夏至は1年のうちで陽氣がもっとも盛んになる時。
生命力と行動力に溢れ、新しい一歩を踏み出したり
色んなことに興味を持ちどんどん動いていける時。

「夏越祓に水無月を食べるわけ」

私たちは環境に生きる生物で、自分たちが暮らす土地の風土と食を知ると、自然の理にかなっているなぁといつも感心する。
京都では欠かせないのが夏至の頃
6月30日の夏越祓に「水無月」を食べること。
氷を模した三角形のういろう生地の上に、魔除けを表すあずきがのった和菓子で私が岡山にいた頃は見たことも聞いたこともないものだった。

「小豆」は薬膳的にみると
カラダに余分に溜まった水を排出させたり、解毒作用がある。
京都は盆地で夏は息ができないほど蒸し暑くサウナのようだから、
カラダに余分な水が溜まり、外気の湿度も高いとなれば
当然カラダに不調が出てくる。
浮腫んだり、頭痛がしたり、カラダが怠くて重くて思うように動かない。
そうすると京都の人にとって湿気は最大の敵で
カラダに溜まった湿を取り除くという事をとても大切にしてきたのではないのかなぁと思う。
本格的な暑さを迎える夏至に「小豆」を食べる事で邪気払いとし
健康を願ってきたのではないのかなと思う。

「夏至と冬至」

夏至がもっとも生命力に溢れている日だとすると
冬至は陰が極まりもっとも死に近い日と言われている。

ちょうど半年前、冬至の日に私は父を亡くした。
父の手を握り泣きながらぼんやりと
あぁ今日は冬至だなぁ。
パパの命は大きな自然の流れの中にいて
もうそれは抗うことはどうやってもできないんだなぁ。
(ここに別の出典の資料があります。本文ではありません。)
//! Walker interface
//!
//! A walker is a movement policy at one granularity. It holds no cursor of
//! its own: every call takes the current selection and returns a new one.

use serde::{Deserialize, Serialize};
use vox_dom::Document;

use crate::braille::NavBraille;
use crate::cursor::CursorSelection;
use crate::description::NavDescription;
use crate::error::NavResult;

/// Unit of traversal
#[derive(Debug, Clone, Copy, PartialEq, Eq, Hash, Default, Serialize, Deserialize)]
#[serde(rename_all = "snake_case")]
pub enum Granularity {
    Group,
    #[default]
    Object,
    Line,
    Sentence,
    Word,
    Character,
    Math,
}

impl Granularity {
    /// Coarse to fine; math sits outside this ladder
    pub const LADDER: [Granularity; 6] = [
        Self::Group,
        Self::Object,
        Self::Line,
        Self::Sentence,
        Self::Word,
        Self::Character,
    ];

    /// Next finer granularity, saturating at Character
    pub fn more_granular(self) -> Self {
        match Self::LADDER.iter().position(|g| *g == self) {
            Some(i) => Self::LADDER[(i + 1).min(Self::LADDER.len() - 1)],
            None => self,
        }
    }

    /// Next coarser granularity, saturating at Group
    pub fn less_granular(self) -> Self {
        match Self::LADDER.iter().position(|g| *g == self) {
            Some(i) => Self::LADDER[i.saturating_sub(1)],
            None => self,
        }
    }
}

/// Direction of a move
#[derive(Debug, Clone, Copy, PartialEq, Eq, Hash)]
pub enum Direction {
    Forward,
    Backward,
}

impl Direction {
    pub fn is_reversed(self) -> bool {
        self == Self::Backward
    }

    pub fn from_reversed(reversed: bool) -> Self {
        if reversed { Self::Backward } else { Self::Forward }
    }
}

/// Movement policy at one granularity
pub trait Walker {
    /// Short name for diagnostics
    fn name(&self) -> &'static str;

    /// Move in the selection's direction; `Ok(None)` at the boundary
    fn next(&self, doc: &Document, sel: &CursorSelection) -> NavResult<Option<CursorSelection>>;

    /// Move against the selection's direction
    fn previous(&self, doc: &Document, sel: &CursorSelection) -> NavResult<Option<CursorSelection>> {
        let flipped = sel.clone().set_reversed(!sel.reversed);
        self.next(doc, &flipped)
    }

    /// Nearest valid selection at this granularity
    fn sync(&self, doc: &Document, sel: &CursorSelection) -> NavResult<CursorSelection>;

    /// Sentinel to start walking from either end of the page
    fn begin(&self, doc: &Document, reversed: bool) -> CursorSelection {
        CursorSelection::from_body(doc).set_reversed(reversed)
    }

    /// Speech for moving from `prev` to `sel`
    fn description(
        &self,
        doc: &Document,
        prev: &CursorSelection,
        sel: &CursorSelection,
    ) -> Vec<NavDescription>;

    /// Braille for moving from `prev` to `sel`
    fn braille(
        &self,
        doc: &Document,
        prev: &CursorSelection,
        sel: &CursorSelection,
    ) -> NavResult<NavBraille>;

    /// Spoken name of the granularity
    fn granularity_msg(&self) -> &'static str;
}
//! Descriptions
//!
//! Turns a move from one selection to another into speakable pieces:
//! the containers entered on the way (context), the node's name (text),
//! its live value, and its role and states (annotation).

use std::fmt;

use vox_a11y::{AriaRole, collapse_whitespace, get_name, get_role, get_value, heading_level, states};
use vox_dom::{Document, DomTree, NodeData, NodeId};

use crate::config::Verbosity;
use crate::cursor::CursorSelection;
use crate::earcon::{self, Earcon};
use crate::math;
use crate::output::{Earcons, QueueMode, Speech, SpeechProperties};

/// Speakable description of one transition
#[derive(Debug, Clone, PartialEq, Default)]
pub struct NavDescription {
    /// Containers entered, e.g. "List with 3 items"
    pub context: String,
    pub text: String,
    /// Live value such as an edit field's contents
    pub user_value: String,
    /// Role and state, e.g. "Check box checked"
    pub annotation: String,
    pub earcons: Vec<Earcon>,
    /// Voice for `text`
    pub personality: Option<SpeechProperties>,
}

impl NavDescription {
    /// Description carrying only text
    pub fn message(text: impl Into<String>) -> Self {
        Self {
            text: text.into(),
            ..Default::default()
        }
    }

    #[must_use]
    pub fn with_earcon(mut self, earcon: Earcon) -> Self {
        self.earcons.push(earcon);
        self
    }

    /// Check nothing would be spoken or played
    pub fn is_empty(&self) -> bool {
        self.context.is_empty()
            && self.text.is_empty()
            && self.user_value.is_empty()
            && self.annotation.is_empty()
            && self.earcons.is_empty()
    }

    /// Play the earcons, then speak the parts in order. The first utterance
    /// uses `mode`, the rest are queued behind it.
    pub fn speak(&self, speech: &mut dyn Speech, earcons: &mut dyn Earcons, mode: QueueMode) {
        for earcon in &self.earcons {
            earcons.play_earcon(*earcon);
        }

        let annotation = SpeechProperties::annotation();
        let parts = [
            (&self.context, None),
            (&self.text, self.personality.as_ref()),
            (&self.user_value, None),
            (&self.annotation, Some(&annotation)),
        ];
        let mut mode = mode;
        for (part, properties) in parts {
            if part.is_empty() {
                continue;
            }
            speech.speak(part, mode, properties);
            mode = QueueMode::Queue;
        }
    }
}

impl fmt::Display for NavDescription {
    fn fmt(&self, f: &mut fmt::Formatter<'_>) -> fmt::Result {
        let parts: Vec<&str> = [&self.context, &self.text, &self.user_value, &self.annotation]
            .into_iter()
            .map(String::as_str)
            .filter(|s| !s.is_empty())
            .collect();
        f.write_str(&parts.join(" "))
    }
}

/// Strict ancestors of `node` below `root`, innermost first
fn inner_ancestors(tree: &DomTree, root: NodeId, node: NodeId) -> Vec<NodeId> {
    tree.ancestors(node).take_while(|&a| a != root && a.is_valid()).collect()
}

/// Containers of `node` that do not contain `prev`, outermost first
pub fn entered_ancestors(tree: &DomTree, root: NodeId, prev: NodeId, node: NodeId) -> Vec<NodeId> {
    let mut entered: Vec<NodeId> = inner_ancestors(tree, root, node)
        .into_iter()
        .filter(|&a| !tree.contains(a, prev))
        .collect();
    entered.reverse();
    entered
}

/// Containers of `prev` that do not contain `node`, innermost first
pub fn exited_ancestors(tree: &DomTree, root: NodeId, prev: NodeId, node: NodeId) -> Vec<NodeId> {
    inner_ancestors(tree, root, prev)
        .into_iter()
        .filter(|&a| !tree.contains(a, node))
        .collect()
}

fn list_item_count(tree: &DomTree, list: NodeId) -> usize {
    tree.element_children(list)
        .filter(|&c| matches!(get_role(tree, c), Some(AriaRole::ListItem | AriaRole::Term)))
        .count()
}

fn table_dimensions(tree: &DomTree, table: NodeId) -> (usize, usize) {
    let rows: Vec<NodeId> = tree
        .descendants(table)
        .filter(|&d| tree.is_tag(d, "tr") || get_role(tree, d) == Some(AriaRole::Row))
        .filter(|&row| {
            tree.ancestors(row)
                .find(|&a| matches!(get_role(tree, a), Some(AriaRole::Table | AriaRole::Grid)))
                == Some(table)
        })
        .collect();
    let columns = rows
        .iter()
        .map(|&row| {
            tree.element_children(row)
                .filter(|&c| matches!(tree.tag_name(c), Some("td" | "th")) || get_role(tree, c).is_some_and(|r| {
                    matches!(r, AriaRole::Cell | AriaRole::GridCell | AriaRole::ColumnHeader | AriaRole::RowHeader)
                }))
                .map(|c| {
                    tree.attribute(c, "colspan")
                        .and_then(|s| s.trim().parse::<usize>().ok())
                        .unwrap_or(1)
                        .max(1)
                })
                .sum::<usize>()
        })
        .max()
        .unwrap_or(0);
    (rows.len(), columns)
}

fn plural(n: usize, one: &str, many: &str) -> String {
    if n == 1 {
        format!("{} {}", n, one)
    } else {
        format!("{} {}", n, many)
    }
}

/// Role phrase of a node, including counts and heading levels
fn role_phrase(tree: &DomTree, id: NodeId, role: AriaRole, verbosity: Verbosity) -> String {
    match role {
        AriaRole::Heading => match heading_level(tree, id) {
            Some(level) => format!("Heading {}", level),
            None => "Heading".to_string(),
        },
        AriaRole::List if verbosity == Verbosity::Verbose => {
            format!("List with {}", plural(list_item_count(tree, id), "item", "items"))
        }
        AriaRole::Table | AriaRole::Grid if verbosity == Verbosity::Verbose => {
            let (rows, columns) = table_dimensions(tree, id);
            format!(
                "{} with {} and {}",
                role.message(),
                plural(rows, "row", "rows"),
                plural(columns, "column", "columns")
            )
        }
        AriaRole::ListItem | AriaRole::Cell | AriaRole::GridCell | AriaRole::Row => String::new(),
        _ => role.message().to_string(),
    }
}

/// Context phrase announced when entering a container
pub fn context_message(tree: &DomTree, id: NodeId, verbosity: Verbosity) -> Option<String> {
    let role = get_role(tree, id)?;
    let announced = role.is_landmark()
        || matches!(
            role,
            AriaRole::List
                | AriaRole::Table
                | AriaRole::Grid
                | AriaRole::Heading
                | AriaRole::Link
                | AriaRole::Dialog
                | AriaRole::AlertDialog
                | AriaRole::Math
                | AriaRole::Article
                | AriaRole::Blockquote
                | AriaRole::Listbox
                | AriaRole::Menu
                | AriaRole::Tree
        );
    if !announced {
        return None;
    }
    let phrase = role_phrase(tree, id, role, verbosity);
    (!phrase.is_empty()).then_some(phrase)
}

/// Role and states of a node, e.g. "Check box not checked"
pub fn node_annotation(tree: &DomTree, id: NodeId, verbosity: Verbosity) -> String {
    let mut parts = Vec::new();
    if let Some(role) = get_role(tree, id) {
        let phrase = role_phrase(tree, id, role, verbosity);
        if !phrase.is_empty() {
            parts.push(phrase);
        }
    } else if vox_a11y::is_editable(tree, id) {
        parts.push("Edit text".to_string());
    }
    parts.extend(states(tree, id).iter().map(|s| s.message().to_string()));
    parts.join(" ")
}

/// Node the previous selection was on, or the root for the sentinel or a
/// detached node
pub(crate) fn previous_anchor(doc: &Document, prev: &CursorSelection) -> NodeId {
    let node = prev.directed_node();
    if prev.is_body_sentinel(doc) || !doc.tree().is_attached(node) {
        doc.traversal_root()
    } else {
        node
    }
}

/// Context, earcons and exit cues for moving from `prev_node` to `node`
pub(crate) fn context_for(
    doc: &Document,
    prev_node: NodeId,
    node: NodeId,
    verbosity: Verbosity,
) -> (String, Vec<Earcon>) {
    let tree = doc.tree();
    let root = doc.traversal_root();
    let entered = entered_ancestors(tree, root, prev_node, node);

    let mut contexts = Vec::new();
    let mut earcons = Vec::new();
    for ancestor in &entered {
        if let Some(message) = context_message(tree, *ancestor, verbosity) {
            contexts.push(message);
        }
        if let Some(role) = get_role(tree, *ancestor) {
            earcons.extend(earcon::for_container(role));
        }
    }
    if entered.is_empty() && prev_node != root {
        let exited_container = exited_ancestors(tree, root, prev_node, node)
            .into_iter()
            .filter_map(|a| get_role(tree, a))
            .any(|r| earcon::for_container(r).is_some());
        if exited_container {
            earcons.push(Earcon::ObjectExit);
        }
    }
    (contexts.join(" "), earcons)
}

/// Name, value and annotation of one node
pub fn describe_node(tree: &DomTree, id: NodeId, verbosity: Verbosity) -> NavDescription {
    let mut desc = NavDescription::default();
    match tree.get(id).map(|n| &n.data) {
        Some(NodeData::Text(text)) => {
            desc.text = collapse_whitespace(&text.content);
        }
        Some(NodeData::Element(_)) => {
            desc.text = get_name(tree, id);
            if desc.text.is_empty() && get_role(tree, id) == Some(AriaRole::Math) {
                desc.text = math::speech::speak_math(tree, id);
            }
            let value = get_value(tree, id);
            if value != desc.text {
                desc.user_value = value;
            }
            desc.annotation = node_annotation(tree, id, verbosity);
            desc.earcons.extend(earcon::for_node(tree, id));
        }
        _ => {}
    }
    desc
}

/// Description of a node-level move (object and group walkers)
pub fn describe_transition(
    doc: &Document,
    prev: &CursorSelection,
    sel: &CursorSelection,
    verbosity: Verbosity,
) -> Vec<NavDescription> {
    if sel.is_body_sentinel(doc) {
        return Vec::new();
    }
    let node = sel.start.node;
    let prev_node = previous_anchor(doc, prev);
    let (context, mut earcons) = context_for(doc, prev_node, node, verbosity);

    let mut desc = describe_node(doc.tree(), node, verbosity);
    desc.context = context;
    earcons.append(&mut desc.earcons);
    desc.earcons = earcons;
    vec![desc]
}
と
人間の力を超えたものに対する畏怖のようなものを感じていた。

「父のいない父の日」

父がいないなんて信じられないと今も思う。
私が生まれてから絶対だった世界はもう変わってしまった。
時々思い出したりして泣いたりもするけど、
死を受け入れていないわけでは決してないし、
父の不在を私はゆっくりとじっくり哀しみながら、懐かしみながら自分のペースで受け入れている。
父の死は父のことを聞かれたら答えるくらいで、特に自分からは話さないし
今はまだ思い出を語ったりはしたくないし出来ないけれど、
父の事や、特に父の病気の事なんかは同じように悩んでいる人に役立つかもしれないので、この先少しづつ文字に残していけたらいいなぁとは思っている。

そんな感じで今年の父の日はちょっと戸惑っているし
皆んなが当たり前のように今年も父の日のことを考えれることが
少し羨ましくも思ったりして。

だから益田ミリさんの「父のいない父の日」を読む事にする。

スーパーの袋をぶら下げながら歩く夕暮れ。
もうすぐ父の日だった。
半年前に父を亡くした私にとっては、自分の父親がいないはじめての父の日でもあった。
もうなにもあげられないのだなぁ、と靴屋の前を通り過ぎる
  「父のいない父の日」   益田ミリ

今日は上賀茂神社で茅の輪をして
父の大好きな葵の焼き餅を買って帰ろう。(食べるのはわたし)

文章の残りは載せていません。